If the DAB is set up in response to a specific dispute, as the Silver Book provides, then its expertise can be selected to suit. If set up on day one, when any sort of dispute might arise, over specialised adjudicators are best avoided.
I have no doubt that the DAB should be established on day one, irrespective of the type of work, and encouraged to function from that moment by intermittent site or works visits and briefings. Despite, and in fact contrary to, the particular provisions of Clause 20, experience shows that the most effective contribution of the DAB is a "nudge nudge, wink wink, do you really think that argument should be pursued" response to ongoing events. An informal, but informed, source of advice to both parties from three wise men who are increasingly familiar with the project, with the parties thereto and with each other can work wonders in cooling things down. OK, so it costs money, but the potential savings on dispute resolution, working relationships and non-productive argument are enormous.

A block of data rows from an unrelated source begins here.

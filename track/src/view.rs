use serde::{Deserialize, Serialize};

/// Which surface is in front: the horizontal track, or one tile's detail modal.
#[derive(Debug, Clone, Copy, Default, PartialEq, Eq, Serialize, Deserialize)]
pub enum TrackView {
    #[default]
    Track,
    Detail { index: usize },
}

#[derive(Debug, Clone, Copy, PartialEq, Eq, Serialize, Deserialize)]
pub enum TrackViewEvent {
    SelectTile(usize),
    Close,
    /// Carries the first locked tile as of the caller's `now`, if any.
    ScrollToNext(Option<usize>),
    ResetImages,
}

#[derive(Debug, Clone, Copy, PartialEq, Eq, Serialize, Deserialize)]
pub enum TrackViewEffect {
    None,
    ScrollTo(usize),
    ClearImages,
}

impl TrackView {
    /// Pure transition function. Side effects are reported through `TrackViewEffect` for the
    /// caller to apply.
    pub fn handle(self, event: TrackViewEvent) -> (TrackView, TrackViewEffect) {
        match (self, event) {
            (TrackView::Track, TrackViewEvent::SelectTile(index)) => {
                (TrackView::Detail { index }, TrackViewEffect::None)
            }
            (TrackView::Track, TrackViewEvent::ScrollToNext(Some(index))) => {
                (TrackView::Track, TrackViewEffect::ScrollTo(index))
            }
            (TrackView::Track, TrackViewEvent::ResetImages) => {
                (TrackView::Track, TrackViewEffect::ClearImages)
            }

            (TrackView::Detail { .. }, TrackViewEvent::Close) => {
                (TrackView::Track, TrackViewEffect::None)
            }

            // Ignore irrelevant events in the current state.
            (state, _) => (state, TrackViewEffect::None),
        }
    }

    pub fn detail_index(self) -> Option<usize> {
        match self {
            TrackView::Detail { index } => Some(index),
            TrackView::Track => None,
        }
    }

    pub fn is_detail(self) -> bool {
        matches!(self, TrackView::Detail { .. })
    }
}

Unlike the UK 1996 Act, the adjudication provisions included in FIDIC are not in themselves mandatory, though if the project comprises a construction contract under the Act and is carried out in the UK, then the UK Act kicks in. But overseas the parties can change the adjudication provisions by agreement and, perhaps, introduce rather more urgency into the proceedings.
It is worth noting that the inclusion of an adjudication procedure, particularly in the Silver Book, substantially reduces the authority and influence (clout might be a better word) of the Employer. There is an 'immediate' appeal against any decision he might make, and the Contractor doesn't have to honour it either, provided he says he won't within 14 days (Clause 3.5).
Incidentally, the DAB should not be confused with the Disputes Review Board of the World Bank Standard Bidding Documents. Decisions made by the DAB are binding unless changed in arbitration, those made by the DRB are recommendations only.
Replacing Engineer's Decisions by a DAB is welcome. But it's no quicker and it's more expensive. The main advantage, to both parties, depends on a rather more pragmatic approach than usual to the small print of the Contract Conditions. If the three members of the DAB are wise men, then the system can work wonders.
Philip Harvey is an Associate Director Trett Consulting, Darlington office.